Biography

Alejandro Ribes graduated in Computer Science (Bachelor and Master) from the Universitat Jaume I, Castelló, Spain. After graduating, he worked in the "Robotic Simulation Department" of BYG, a Nottingham-based company that produced graphical simulation and control software for industrial robots. He then joined the Visual Geometry Group at the University of Oxford, UK, as a research assistant. After this experience, he moved to Sophia-Antipolis, France, to pursue a master's degree in image processing and computer vision. As part of this master, he had a seven-month internship in EPIDAURE, a former medical image processing research group of the INRIA institute.

Alejandro Ribes also holds a Ph.D. in Multispectral Imaging applied to Fine Art Paintings from the former Ecole Nationale Supérieure des Télécommunications (currently Télécom ParisTech), Paris, France. This Ph.D. was funded by the European project CRISATEL, whose objective was the application of digital technology to art paintings. In fact, various methods developed were applied to fine art paintings. For example, the Mona Lisa by Leonardo da Vinci was scanned in October 2004 by members of the CRISATEL project using the calibration, correction and reconstruction systems developed during this thesis.
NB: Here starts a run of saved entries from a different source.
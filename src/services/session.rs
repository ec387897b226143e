//! Pool session state machine.
//!
//! A session owns one pool behind a lock and moves it through
//! `Open -> StakingClosed -> Drawing -> Settled`. The countdown's expiry is
//! the only way out of `Open`; everything after that runs on its own.

use crate::clock::{Clock, Countdown, TimerEvent};
use crate::config::SessionConfig;
use crate::error::PoolError;
use crate::events::{EventBus, PoolEvent};
use crate::format::ceil_secs;
use crate::models::{Pool, PoolId, PoolStatus, Settlement};
use crate::services::ledger::StakeLedger;
use crate::services::selector::WinnerSelector;
use crate::wallet::WalletSession;
use rust_decimal::Decimal;
use std::sync::Arc;
use std::time::Duration;
use tokio::sync::{broadcast, mpsc, watch, Mutex, RwLock};
use tokio::task::JoinHandle;
use tokio::time;
use tracing::{debug, error, info, warn};

/// Drives a single pool from open to settled
pub struct PoolSession {
    pool_id: PoolId,
    pool: Arc<RwLock<Pool>>,
    clock: Arc<dyn Clock>,
    selector: Arc<Mutex<WinnerSelector>>,
    events: EventBus,
    settled: Arc<watch::Sender<Option<Settlement>>>,
    config: SessionConfig,
    countdown: Mutex<Countdown>,
    driver: Mutex<Option<JoinHandle<()>>>,
}

impl std::fmt::Debug for PoolSession {
    fn fmt(&self, f: &mut std::fmt::Formatter<'_>) -> std::fmt::Result {
        f.debug_struct("PoolSession")
            .field("pool_id", &self.pool_id)
            .finish_non_exhaustive()
    }
}

impl PoolSession {
    pub fn new(
        pool: Pool,
        clock: Arc<dyn Clock>,
        selector: Arc<Mutex<WinnerSelector>>,
        config: SessionConfig,
    ) -> Self {
        let countdown = Countdown::new(clock.clone(), config.tick_interval());
        let events = EventBus::new(config.event_buffer);
        let (settled, _) = watch::channel(pool.settlement().cloned());

        Self {
            pool_id: pool.id,
            pool: Arc::new(RwLock::new(pool)),
            clock,
            selector,
            events,
            settled: Arc::new(settled),
            config,
            countdown: Mutex::new(countdown),
            driver: Mutex::new(None),
        }
    }

    pub fn id(&self) -> PoolId {
        self.pool_id
    }

    /// Start the countdown towards the pool's `closes_at`
    pub async fn start(&self) -> Result<(), PoolError> {
        let closes_at = {
            let pool = self.pool.read().await;
            if !pool.is_open() {
                return Err(PoolError::PoolNotOpen(self.pool_id));
            }
            pool.closes_at
        };

        let timer = self.countdown.lock().await.start_until(closes_at)?;

        let driver = Driver {
            pool_id: self.pool_id,
            pool: self.pool.clone(),
            clock: self.clock.clone(),
            selector: self.selector.clone(),
            events: self.events.clone(),
            settled: self.settled.clone(),
            analyzing_delay: self.config.analyzing_delay(),
            result_display: self.config.result_display(),
        };
        let handle = tokio::spawn(driver.run(timer));
        *self.driver.lock().await = Some(handle);

        info!("Pool {} session started", self.pool_id);
        Ok(())
    }

    /// Stop the countdown while staking is still open.
    ///
    /// Has no effect once the countdown has expired; a draw in progress
    /// always runs to completion.
    pub async fn cancel(&self) -> bool {
        self.countdown.lock().await.cancel()
    }

    /// Stake `amount` from `wallet`; returns the new pot
    pub async fn join(&self, wallet: &WalletSession, amount: Decimal) -> Result<Decimal, PoolError> {
        let mut pool = self.pool.write().await;
        let pot = StakeLedger::join(&mut pool, wallet, amount, self.clock.now())?;

        self.events.emit(PoolEvent::StakeJoined {
            pool_id: self.pool_id,
            wallet: wallet.address().to_string(),
            amount,
            total_pot: pot,
            participants: pool.participant_count(),
        });

        Ok(pot)
    }

    pub async fn current_state(&self) -> PoolStatus {
        self.pool.read().await.status()
    }

    pub async fn total_pot(&self) -> Decimal {
        StakeLedger::total_pot(&*self.pool.read().await)
    }

    pub async fn participant_count(&self) -> usize {
        StakeLedger::participant_count(&*self.pool.read().await)
    }

    pub async fn remaining(&self) -> Duration {
        self.pool.read().await.remaining(self.clock.now())
    }

    /// Consistent copy of the pool
    pub async fn snapshot(&self) -> Pool {
        self.pool.read().await.clone()
    }

    pub async fn settlement(&self) -> Result<Settlement, PoolError> {
        self.pool
            .read()
            .await
            .settlement()
            .cloned()
            .ok_or(PoolError::NotSettled(self.pool_id))
    }

    pub fn subscribe(&self) -> broadcast::Receiver<PoolEvent> {
        self.events.subscribe()
    }

    /// Settlement feed that cannot lag: holds `None` until the draw lands.
    ///
    /// Unlike [`subscribe`](Self::subscribe) a slow reader never misses the
    /// result, whatever the event buffer size.
    pub fn watch_settlement(&self) -> watch::Receiver<Option<Settlement>> {
        self.settled.subscribe()
    }

    /// Call `callback` on every event this pool publishes
    pub fn on_state_change<F>(&self, callback: F) -> JoinHandle<()>
    where
        F: Fn(&PoolEvent) + Send + 'static,
    {
        self.events.on_event(callback)
    }

    pub fn events(&self) -> &EventBus {
        &self.events
    }
}

impl Drop for PoolSession {
    fn drop(&mut self) {
        if let Some(handle) = self.driver.get_mut().take() {
            handle.abort();
        }
    }
}

/// Background task reacting to countdown events
struct Driver {
    pool_id: PoolId,
    pool: Arc<RwLock<Pool>>,
    clock: Arc<dyn Clock>,
    selector: Arc<Mutex<WinnerSelector>>,
    events: EventBus,
    settled: Arc<watch::Sender<Option<Settlement>>>,
    analyzing_delay: Duration,
    result_display: Duration,
}

impl Driver {
    async fn run(self, mut timer: mpsc::UnboundedReceiver<TimerEvent>) {
        while let Some(event) = timer.recv().await {
            match event {
                TimerEvent::Tick { remaining } => {
                    self.events.emit(PoolEvent::Tick {
                        pool_id: self.pool_id,
                        remaining_secs: ceil_secs(remaining),
                    });
                }
                TimerEvent::Expired => {
                    self.on_expired().await;
                    return;
                }
            }
        }
        debug!("Pool {} countdown stopped before expiry", self.pool_id);
    }

    async fn on_expired(&self) {
        if let Err(e) = self.close_staking().await {
            error!("Pool {} could not close staking: {}", self.pool_id, e);
            return;
        }

        if !self.analyzing_delay.is_zero() {
            time::sleep(self.analyzing_delay).await;
        }

        if let Err(e) = self.draw().await {
            warn!("Pool {} draw failed: {}", self.pool_id, e);
            self.events.emit(PoolEvent::DrawFailed {
                pool_id: self.pool_id,
                reason: e.to_string(),
            });
            return;
        }

        if !self.result_display.is_zero() {
            time::sleep(self.result_display).await;
        }
        self.events.emit(PoolEvent::ResultWindowClosed {
            pool_id: self.pool_id,
        });
    }

    async fn close_staking(&self) -> Result<(), PoolError> {
        let mut pool = self.pool.write().await;

        for next in [PoolStatus::StakingClosed, PoolStatus::Drawing] {
            let from = pool.status();
            pool.advance(next)?;
            info!("Pool {}: {} -> {}", self.pool_id, from, next);
            self.events.emit(PoolEvent::StateChanged {
                pool_id: self.pool_id,
                from,
                to: next,
            });
        }

        Ok(())
    }

    async fn draw(&self) -> Result<(), PoolError> {
        let mut pool = self.pool.write().await;
        let settlement = self.selector.lock().await.draw(&pool, self.clock.now())?;

        let from = pool.status();
        pool.settle(settlement.clone())?;
        self.selector.lock().await.release(self.pool_id);
        info!("Pool {}: {} -> {}", self.pool_id, from, PoolStatus::Settled);

        self.events.emit(PoolEvent::StateChanged {
            pool_id: self.pool_id,
            from,
            to: PoolStatus::Settled,
        });
        self.settled.send_replace(Some(settlement.clone()));
        self.events.emit(PoolEvent::Settled { settlement });

        Ok(())
    }
}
Alejandro Ribes was also a postdoctoral researcher at the French Atomic Energy Commission (CEA), Orsay, France, working on parallel MRI reconstruction. During this postdoc, he was appointed as a lecturer at the Computer Science Department of Ecole Polytechnique, Palaiseau, France, where he taught for two years. Alejandro has also worked on MRI technology as a visiting scholar at the National Yang-Ming University, Taipei, Taiwan. 

In 2009, Alejandro Ribes became a Research Scientist  in the R&D department of EDF, a large European electrical company. His activities were aimed at developing tools for the analysis, visualization and interpretation of the results of complex numerical simulations. These simulations often consist of solving partial differential equations using supercomputers, a process that generates massive amounts of data. In this context, he has focused on: 1) the development of visual analysis methods to deal with uncertainty propagation and sensitivity analysis, 2) the design and development of innovative methods for in-situ analysis of large numerical simulations on supercomputers.

Alejandro Ribes became Principal Research Scientist at EDF in December 2016, and started to introduce artificial intelligence-based methods in the context of advanced numerical simulations. He is currently a member of SINCLAIR (an industrial AI lab), where he works mainly on physics-inspired deep neural networks and AI techniques for science. He also works on how to scale up deep neural networks for engineering problems using supercomputers (this activity is part of the EU-funded REGALE project).

Alejandro Ribes also collaborates with Sorbonne Université (Paris), from 2013 to 2019 he lectured in courses on image processing and image sensors. For several years, he also collaborated with the Electronics Laboratory of this university to build a non-destructive inspection system for industrial polymers. This activity became an EU funded project (El-Peacetolero) in 2020.